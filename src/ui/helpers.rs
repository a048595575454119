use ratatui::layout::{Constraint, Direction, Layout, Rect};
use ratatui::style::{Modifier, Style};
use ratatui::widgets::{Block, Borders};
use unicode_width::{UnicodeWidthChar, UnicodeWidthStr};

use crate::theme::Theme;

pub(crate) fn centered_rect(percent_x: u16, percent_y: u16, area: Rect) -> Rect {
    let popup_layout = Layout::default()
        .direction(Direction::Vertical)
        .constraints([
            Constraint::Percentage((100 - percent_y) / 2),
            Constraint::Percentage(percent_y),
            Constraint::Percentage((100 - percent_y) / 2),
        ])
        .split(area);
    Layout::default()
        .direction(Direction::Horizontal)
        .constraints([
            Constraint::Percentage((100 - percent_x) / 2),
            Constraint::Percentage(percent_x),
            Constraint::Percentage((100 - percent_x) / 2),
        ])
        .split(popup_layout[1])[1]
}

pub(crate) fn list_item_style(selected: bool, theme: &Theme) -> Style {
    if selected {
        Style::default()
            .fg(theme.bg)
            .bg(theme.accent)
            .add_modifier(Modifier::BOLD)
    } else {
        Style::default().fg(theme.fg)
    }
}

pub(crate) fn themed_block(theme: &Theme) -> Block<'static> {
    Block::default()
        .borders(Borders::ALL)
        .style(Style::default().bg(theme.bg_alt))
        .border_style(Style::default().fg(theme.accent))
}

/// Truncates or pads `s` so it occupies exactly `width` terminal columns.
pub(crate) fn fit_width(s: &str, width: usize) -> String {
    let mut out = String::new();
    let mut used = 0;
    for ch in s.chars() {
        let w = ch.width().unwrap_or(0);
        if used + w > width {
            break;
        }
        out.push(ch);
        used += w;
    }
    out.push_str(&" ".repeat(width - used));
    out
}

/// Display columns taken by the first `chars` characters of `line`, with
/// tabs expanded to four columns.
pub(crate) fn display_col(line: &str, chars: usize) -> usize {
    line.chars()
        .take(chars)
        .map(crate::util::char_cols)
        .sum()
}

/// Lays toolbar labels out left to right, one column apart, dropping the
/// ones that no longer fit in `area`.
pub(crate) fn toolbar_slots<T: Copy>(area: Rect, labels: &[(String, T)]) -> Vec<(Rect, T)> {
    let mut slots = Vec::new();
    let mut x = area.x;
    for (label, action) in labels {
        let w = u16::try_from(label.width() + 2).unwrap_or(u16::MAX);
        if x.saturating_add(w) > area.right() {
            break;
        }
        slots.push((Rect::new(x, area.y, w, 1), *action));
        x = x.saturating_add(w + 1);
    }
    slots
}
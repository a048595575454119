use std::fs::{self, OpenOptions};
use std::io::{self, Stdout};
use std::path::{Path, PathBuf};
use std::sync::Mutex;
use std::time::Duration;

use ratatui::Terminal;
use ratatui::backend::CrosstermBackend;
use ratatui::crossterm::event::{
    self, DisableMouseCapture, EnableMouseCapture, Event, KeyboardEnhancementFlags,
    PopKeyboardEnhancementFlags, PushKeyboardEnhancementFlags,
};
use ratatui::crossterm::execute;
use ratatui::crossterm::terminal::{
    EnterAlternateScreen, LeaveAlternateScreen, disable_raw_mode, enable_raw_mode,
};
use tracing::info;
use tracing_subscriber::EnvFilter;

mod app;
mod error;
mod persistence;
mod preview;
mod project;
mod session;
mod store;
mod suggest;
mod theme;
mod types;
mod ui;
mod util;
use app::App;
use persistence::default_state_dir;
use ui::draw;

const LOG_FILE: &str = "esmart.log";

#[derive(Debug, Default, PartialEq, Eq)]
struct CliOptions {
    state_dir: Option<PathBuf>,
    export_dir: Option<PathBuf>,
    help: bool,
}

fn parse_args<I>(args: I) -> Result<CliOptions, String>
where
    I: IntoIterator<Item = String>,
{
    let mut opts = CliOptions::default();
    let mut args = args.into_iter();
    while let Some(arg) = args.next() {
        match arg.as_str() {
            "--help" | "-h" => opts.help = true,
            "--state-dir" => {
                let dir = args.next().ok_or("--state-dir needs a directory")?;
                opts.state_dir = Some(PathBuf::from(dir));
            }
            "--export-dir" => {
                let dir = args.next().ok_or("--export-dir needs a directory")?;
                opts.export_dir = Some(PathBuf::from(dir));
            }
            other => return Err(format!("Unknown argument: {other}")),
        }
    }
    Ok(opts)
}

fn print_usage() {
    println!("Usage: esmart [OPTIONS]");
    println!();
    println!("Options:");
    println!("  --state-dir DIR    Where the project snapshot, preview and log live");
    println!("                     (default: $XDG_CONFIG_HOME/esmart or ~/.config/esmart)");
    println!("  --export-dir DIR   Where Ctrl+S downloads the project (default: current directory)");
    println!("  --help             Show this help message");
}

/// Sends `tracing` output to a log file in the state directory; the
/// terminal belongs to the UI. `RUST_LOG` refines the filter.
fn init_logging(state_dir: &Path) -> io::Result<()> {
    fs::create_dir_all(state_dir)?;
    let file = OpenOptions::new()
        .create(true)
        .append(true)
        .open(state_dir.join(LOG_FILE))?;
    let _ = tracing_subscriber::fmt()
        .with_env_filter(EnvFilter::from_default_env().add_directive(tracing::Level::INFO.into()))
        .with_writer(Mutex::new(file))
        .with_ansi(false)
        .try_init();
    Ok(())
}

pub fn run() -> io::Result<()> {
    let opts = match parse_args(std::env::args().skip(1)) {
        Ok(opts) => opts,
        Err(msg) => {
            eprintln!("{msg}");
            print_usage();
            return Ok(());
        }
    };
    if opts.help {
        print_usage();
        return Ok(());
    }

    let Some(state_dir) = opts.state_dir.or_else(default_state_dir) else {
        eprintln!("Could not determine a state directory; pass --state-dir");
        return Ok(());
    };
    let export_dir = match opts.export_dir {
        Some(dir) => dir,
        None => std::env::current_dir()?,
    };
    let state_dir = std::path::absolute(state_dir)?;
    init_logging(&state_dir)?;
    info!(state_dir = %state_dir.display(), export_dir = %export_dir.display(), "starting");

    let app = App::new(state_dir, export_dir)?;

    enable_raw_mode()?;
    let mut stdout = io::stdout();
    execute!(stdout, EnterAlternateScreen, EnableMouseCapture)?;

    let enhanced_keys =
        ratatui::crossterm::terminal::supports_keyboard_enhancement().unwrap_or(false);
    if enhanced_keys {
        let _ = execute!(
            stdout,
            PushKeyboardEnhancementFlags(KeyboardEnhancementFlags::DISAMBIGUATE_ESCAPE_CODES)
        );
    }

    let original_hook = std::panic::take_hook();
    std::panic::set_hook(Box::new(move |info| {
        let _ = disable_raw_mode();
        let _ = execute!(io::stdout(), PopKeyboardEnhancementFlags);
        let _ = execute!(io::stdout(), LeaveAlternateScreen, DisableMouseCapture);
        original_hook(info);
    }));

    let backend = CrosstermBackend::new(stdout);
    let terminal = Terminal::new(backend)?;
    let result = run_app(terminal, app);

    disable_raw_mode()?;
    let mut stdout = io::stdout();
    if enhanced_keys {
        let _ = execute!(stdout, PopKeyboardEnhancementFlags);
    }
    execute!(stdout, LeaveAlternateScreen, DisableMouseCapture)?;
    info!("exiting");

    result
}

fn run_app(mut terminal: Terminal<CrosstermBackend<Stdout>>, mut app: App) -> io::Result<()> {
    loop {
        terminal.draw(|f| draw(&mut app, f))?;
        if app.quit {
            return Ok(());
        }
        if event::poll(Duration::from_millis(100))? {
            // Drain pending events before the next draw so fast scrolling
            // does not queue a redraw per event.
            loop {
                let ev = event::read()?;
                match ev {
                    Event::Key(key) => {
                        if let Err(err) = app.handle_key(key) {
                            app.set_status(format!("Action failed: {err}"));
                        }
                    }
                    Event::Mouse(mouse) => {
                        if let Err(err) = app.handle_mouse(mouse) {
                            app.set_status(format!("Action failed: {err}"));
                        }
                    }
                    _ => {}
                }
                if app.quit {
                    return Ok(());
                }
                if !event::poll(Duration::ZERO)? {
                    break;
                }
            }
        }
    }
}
○ ○ ○ ○ ○
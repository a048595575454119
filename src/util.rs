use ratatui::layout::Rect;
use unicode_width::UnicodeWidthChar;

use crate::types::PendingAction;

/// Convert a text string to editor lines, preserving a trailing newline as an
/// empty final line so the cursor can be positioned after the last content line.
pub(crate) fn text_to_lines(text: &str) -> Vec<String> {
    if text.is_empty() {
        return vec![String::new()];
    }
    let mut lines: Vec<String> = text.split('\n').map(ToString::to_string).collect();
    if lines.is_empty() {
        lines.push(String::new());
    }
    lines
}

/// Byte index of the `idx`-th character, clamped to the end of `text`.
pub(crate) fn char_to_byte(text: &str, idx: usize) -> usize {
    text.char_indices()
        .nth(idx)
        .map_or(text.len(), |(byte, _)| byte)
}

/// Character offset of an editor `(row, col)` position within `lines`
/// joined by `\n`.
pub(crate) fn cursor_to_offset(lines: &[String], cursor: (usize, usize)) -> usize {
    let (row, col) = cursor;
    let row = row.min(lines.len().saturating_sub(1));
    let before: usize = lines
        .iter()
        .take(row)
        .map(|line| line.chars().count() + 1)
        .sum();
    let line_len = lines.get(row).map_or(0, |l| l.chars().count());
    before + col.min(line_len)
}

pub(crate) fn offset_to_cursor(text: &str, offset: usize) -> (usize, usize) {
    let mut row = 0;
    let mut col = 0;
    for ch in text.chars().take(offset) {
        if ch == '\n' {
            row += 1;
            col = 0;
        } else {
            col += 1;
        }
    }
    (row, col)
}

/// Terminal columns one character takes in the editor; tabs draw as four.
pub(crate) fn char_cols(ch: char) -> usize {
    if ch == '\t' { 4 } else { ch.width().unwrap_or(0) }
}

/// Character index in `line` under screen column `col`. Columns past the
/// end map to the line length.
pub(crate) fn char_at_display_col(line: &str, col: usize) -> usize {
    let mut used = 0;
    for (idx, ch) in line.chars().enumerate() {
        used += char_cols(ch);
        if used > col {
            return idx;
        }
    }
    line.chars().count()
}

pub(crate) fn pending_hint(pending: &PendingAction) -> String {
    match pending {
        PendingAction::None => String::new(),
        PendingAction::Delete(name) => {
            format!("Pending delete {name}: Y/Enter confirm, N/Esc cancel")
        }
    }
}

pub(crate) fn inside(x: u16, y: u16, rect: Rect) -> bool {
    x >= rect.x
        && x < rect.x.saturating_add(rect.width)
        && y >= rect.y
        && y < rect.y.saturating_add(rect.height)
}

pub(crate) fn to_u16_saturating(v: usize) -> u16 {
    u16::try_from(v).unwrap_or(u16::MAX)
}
○ ○ ○ ○ ○
ASSIGNED TASK:
Go through the material and report each line that holds the string "Modifier".

EXERCISE OUTPUT:
use ratatui::style::{Modifier, Style};
            .add_modifier(Modifier::BOLD)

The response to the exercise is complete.